His older brother was a laborer. When he was 18 it didn’t say that he had an occupation, but he probably helped his father out with the farm. His father’s name was Prosper B. Slack and his mother’s name was Fidelia Slack. He had two brothers, Jefferson and Franklin P. Slack and he had four sisters, Charlotte, Edney, Amy and Rosette Slack. In the North most people were farmers. Farmers were starting to invest in steel plows and other mechanical machines so they had less work to plant and harvest crops. Adolescents would sometimes fish or hunt.
In 1860 there were around 1,800 people. If Ransom Slack help political views he may have thought that slavery was wrong. Because he was fighting for the Union, he may have not liked the South’s way of life, or he may have just joined because he wanted to fight for the North because he lived in the North. Friendship and peer pressure, excitement and adventure as well as liberty may have also been possible reasons why he joined the Union (1860 Census). To join the Army you had to enlist and get mustered in. Ransom Slack enlisted on September 20, 1861 in Norwich, VT.

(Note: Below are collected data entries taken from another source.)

mod config;
mod logging;
mod ui;

use std::sync::Arc;

use anyhow::Context;
use clap::Parser;
use proxsave_backup::collect::RegistryCollector;
use proxsave_backup::pipeline::ConfiguredRecipients;
use proxsave_cmd::real::RealRunner;
use proxsave_cmd::{CommandRunner, RunContext};
use proxsave_core::clock::SystemClock;
use proxsave_restore::discovery::SourceConfig;
use proxsave_restore::RestoreConfig;
use proxsave_storage::tier::local::LocalTier;
use proxsave_storage::tier::rclone::RcloneTier;
use proxsave_storage::StorageTarget;

use config::{Cli, Command, ConfigInspectArgs, RestoreArgs};

const APP_NAME: &str = "proxsave";

#[tokio::main]
async fn main() -> anyhow::Result<()> {
    let cli = Cli::parse();
    let _guard = logging::init(&cli.logging)?;

    match cli.command {
        Command::Backup(args) => run_backup(args).await,
        Command::Restore(args) => run_restore(args).await,
        Command::Config(args) => run_config(args),
    }
}

fn hostname() -> String {
    sysinfo::System::host_name().unwrap_or_else(|| "unknown-host".to_string())
}

async fn run_backup(args: config::BackupArgs) -> anyhow::Result<()> {
    let runner: Arc<dyn CommandRunner> = Arc::new(RealRunner::new());
    let ctx = RunContext::new();

    let backup_dir = args.backup_dir.clone();
    let secondary_dir = args.secondary_dir.clone();
    let cloud_remote = args.cloud_remote.clone();

    let backup_config = args.into_backup_config(APP_NAME, hostname(), env!("CARGO_PKG_VERSION").to_string(), "unknown".to_string());

    let mut tiers: Vec<Box<dyn StorageTarget>> = vec![Box::new(LocalTier::new("primary", backup_dir, true, true))];
    if let Some(dir) = secondary_dir {
        tiers.push(Box::new(LocalTier::new("secondary", dir, true, false)));
    }
    if let Some(remote_ref) = cloud_remote {
        tiers.push(Box::new(RcloneTier::new("cloud", remote_ref, runner.clone(), true, false)));
    }

    let collector = RegistryCollector;
    let recipients = ConfiguredRecipients;

    match proxsave_backup::run_backup(&backup_config, &collector, &recipients, &tiers, runner.as_ref(), &ctx).await {
        Ok(outcome) => {
            println!(
                "backup complete: {} tier(s), {} warning(s)",
                outcome.stats.tiers.len(),
                outcome.stats.warnings
            );
            Ok(())
        }
        Err(e) => {
            eprintln!("backup failed: {e}");
            std::process::exit(e.exit_code());
        }
    }
}

fn build_source_config(local_dir: Option<std::path::PathBuf>, secondary_dir: Option<std::path::PathBuf>, cloud_remote: Option<String>) -> SourceConfig {
    SourceConfig {
        local_dir,
        secondary_dir,
        cloud_ref: cloud_remote,
    }
}

async fn run_restore(args: RestoreArgs) -> anyhow::Result<()> {
    let runner: Arc<dyn CommandRunner> = Arc::new(RealRunner::new());
    let ctx = RunContext::new();
    let clock = SystemClock::default();
    let ui = ui::TerminalUi::new();

    let restore_config = RestoreConfig {
        app_name: APP_NAME.to_string(),
        host_role: args.host_role.into(),
        source: build_source_config(args.local_dir.clone(), args.secondary_dir.clone(), args.cloud_remote.clone()),
        remote_list_timeout: std::time::Duration::from_secs(30),
        confirm_countdown: std::time::Duration::from_secs(20),
        rollback_countdown: std::time::Duration::from_secs(90),
        run_repairs: args.run_repairs,
        dry_run: args.dry_run,
    };

    match proxsave_restore::run_restore_workflow(
        &ctx,
        &restore_config,
        &clock,
        runner.as_ref(),
        &ui,
        &args.categories,
        args.cluster_safe_mode,
        args.extract_only.as_deref(),
    )
    .await
    {
        Ok(outcome) => {
            for warning in &outcome.warnings {
                eprintln!("warning: {warning}");
            }
            println!("restore complete");
            Ok(())
        }
        Err(e) => {
            eprintln!("restore failed: {e}");
            std::process::exit(e.phase.exit_code());
        }
    }
}

fn run_config(args: ConfigInspectArgs) -> anyhow::Result<()> {
    let backup_config = args
        .backup
        .clone()
        .into_backup_config(APP_NAME, hostname(), env!("CARGO_PKG_VERSION").to_string(), "unknown".to_string());

    if args.json {
        let value = serde_json::json!({
            "app_name": backup_config.app_name,
            "backup_dir": backup_config.backup_dir,
            "log_dir": backup_config.log_dir,
            "host_role": backup_config.host_role.as_str(),
            "mode": format!("{:?}", backup_config.mode),
            "categories": backup_config.categories,
            "compression": format!("{:?}", backup_config.compression),
            "compression_level": backup_config.compression_level,
            "compression_threads": backup_config.compression_threads,
            "recipients": backup_config.recipients,
            "retention": {
                "kind": format!("{:?}", backup_config.retention.kind),
                "max_backups": backup_config.retention.max_backups,
                "max_age_days": backup_config.retention.max_age_days,
            },
            "dry_run": backup_config.dry_run,
            "cluster_mode": backup_config.cluster_mode,
            "hostname": backup_config.hostname,
        });
        println!("{}", serde_json::to_string_pretty(&value).context("serializing config")?);
    } else {
        println!("app_name: {}", backup_config.app_name);
        println!("host_role: {}", backup_config.host_role.as_str());
        println!("mode: {:?}", backup_config.mode);
        println!("backup_dir: {}", backup_config.backup_dir.display());
        println!("log_dir: {}", backup_config.log_dir.display());
        println!("compression: {:?} (level {}, threads {})", backup_config.compression, backup_config.compression_level, backup_config.compression_threads);
        println!("encryption_enabled: {}", backup_config.encryption_enabled());
        println!("retention: {:?}", backup_config.retention);
        println!("dry_run: {}", backup_config.dry_run);
        println!("cluster_mode: {}", backup_config.cluster_mode);
        println!("hostname: {}", backup_config.hostname);
    }
    Ok(())
}
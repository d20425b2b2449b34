//! The only escape hatch to the host: every decompressor, external apply
//! tool, and remote-object-store client invocation goes through here.
//! Built on `tokio::process::Command`'s `Command::new(...).output()`
//! pattern, generalized to async cancellation and streaming.

pub mod fake;
pub mod policy;
pub mod real;

use std::collections::HashMap;
use std::time::Duration;

pub use policy::RedactionPolicy;

use async_trait::async_trait;
use tokio::io::AsyncRead;

/// A single external-process invocation's inputs, independent of how it is
/// eventually run. `redaction` never reaches subprocess argv; it only
/// governs what `tracing` sees.
#[derive(Debug, Clone)]
pub struct Invocation {
    pub name: String,
    pub args: Vec<String>,
    pub redaction: RedactionPolicy,
    pub env: HashMap<String, String>,
}

impl Invocation {
    pub fn new(name: impl Into<String>, args: Vec<String>) -> Self {
        Self {
            name: name.into(),
            args,
            redaction: RedactionPolicy::none(),
            env: HashMap::new(),
        }
    }

    pub fn with_redaction(mut self, redaction: RedactionPolicy) -> Self {
        self.redaction = redaction;
        self
    }

    pub fn with_env(mut self, key: impl Into<String>, value: impl Into<String>) -> Self {
        self.env.insert(key.into(), value.into());
        self
    }
}

/// Cancellation handle plus the grace period `run`/`run_stream` honor
/// before escalating from a terminate signal to a hard kill").
#[derive(Debug, Clone)]
pub struct RunContext {
    cancel: tokio_util::sync::CancellationToken,
    grace: Duration,
}

impl RunContext {
    pub fn new() -> Self {
        Self {
            cancel: tokio_util::sync::CancellationToken::new(),
            grace: Duration::from_secs(5),
        }
    }

    pub fn with_grace(grace: Duration) -> Self {
        Self {
            cancel: tokio_util::sync::CancellationToken::new(),
            grace,
        }
    }

    pub fn cancel(&self) {
        self.cancel.cancel();
    }

    pub fn is_cancelled(&self) -> bool {
        self.cancel.is_cancelled()
    }

    pub fn child(&self) -> Self {
        Self {
            cancel: self.cancel.child_token(),
            grace: self.grace,
        }
    }
}

impl Default for RunContext {
    fn default() -> Self {
        Self::new()
    }
}

/// Combined stdout+stderr plus the process exit status.
#[derive(Debug, Clone)]
pub struct RunOutput {
    pub bytes: Vec<u8>,
    pub exit_code: Option<i32>,
    pub success: bool,
}

#[derive(Debug, thiserror::Error)]
pub enum RunError {
    #[error("command not found: {0}")]
    NotFound(String),
    #[error("command timed out after grace period: {0}")]
    TimedOut(String),
    #[error("command cancelled: {0}")]
    Cancelled(String),
    #[error("command failed: {name} (exit {exit_code:?}): {stderr_tail}")]
    NonZeroExit {
        name: String,
        exit_code: Option<i32>,
        stderr_tail: String,
    },
    #[error(transparent)]
    Io(#[from] std::io::Error),
}

/// Abstraction over process execution. A single process-wide
/// handle is normally injected (`real::RealRunner`); tests inject a fake
/// that records invocations without touching the host.
#[async_trait]
pub trait CommandRunner: Send + Sync {
    async fn run(&self, ctx: &RunContext, invocation: &Invocation) -> Result<RunOutput, RunError>;

    async fn run_stream(
        &self,
        ctx: &RunContext,
        invocation: &Invocation,
        stdin: Option<Vec<u8>>,
    ) -> Result<Box<dyn AsyncRead + Send + Unpin>, RunError>;
}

He mustered in on October 15, 1861. In the civil war he received a wool uniform, a belt set that had a cartridge box, cap box, bayonet and scabbard, a haversack for rations, a canteen, and a blanket roll or knapsack which contained a wool blanket and a shelter half. And inside it could hold personal items. He would get paid around $13. 00 a month now days that’s worth $200. 00 to $300. 00. His regiment’s first battle was on April 6, 1862, At Warwick creek, VA. Training and camps were tough, they were taught how to use guns and other weapons.
He was in the 6th VT INF. Ransom had to leave his parents and siblings. Going to the Army was a big change for everyone in the community (6th Vermont Infantry Introduction, par. 1). Ransom Slack’s first battle was in Williamsburg, VA on May 5th, 1862 and his last battle was in Cedar Creek, VA on October 19th, 1864. In his first battle, they won and on June 29th, 1862 the battle of Savage’s station they lost very badly. There were 1,681 soldiers and 189 were killed or died of wounds, 189 died from disease and 20 were imprisoned and 2 were killed by accident.
To fight in each battle it must have felt like it was never going to end and it must have been very tiring. Ransom Slack was wounded at Charles Town on August 21st, 1864. The hospitals weren’t clean, the tools were used from one patient straight to the other and if tools were washed they were just put in bloody tap water. Ransom Slack was wounded and evacuated to a hospital in Baltimore. He was then moved to a hospital in Philadelphia in September before going to Brattleboro where he was mustered out of the army on October 28th 1864.
At this time there wasn’t medicine and no one really knew much. There was only a couple of tools and most of the time all they could do was amputate the part that where you had been shot. it caused diseases and infections very easily (6th Vermont Infantry Introduction, par. 1). Ransom Slack mustered out on October 28th, 1864. He was in the Union Army for about three years and thirteen days. His family must have been thankful that he was alive because he fought in a lot of battles and around 620,000 Union soldiers were killed, died from disease or starved.
When he came home from the war his wife was still alive and one of his daughters was still living with them. He died on August 19th, 1911 and was buried at Hillside Cemetery in Norwich, VT. The death of so many young men affected everyday life after the Civil War because so many jobs were done by men and women just stayed home, cooked and took care of the kids so they had never done any of the jobs that men had done. With the loss of farmers to harvest and plant there was a loss of food and younger children and women had to take on more responsibilities (U. S Census Bureau, 1910).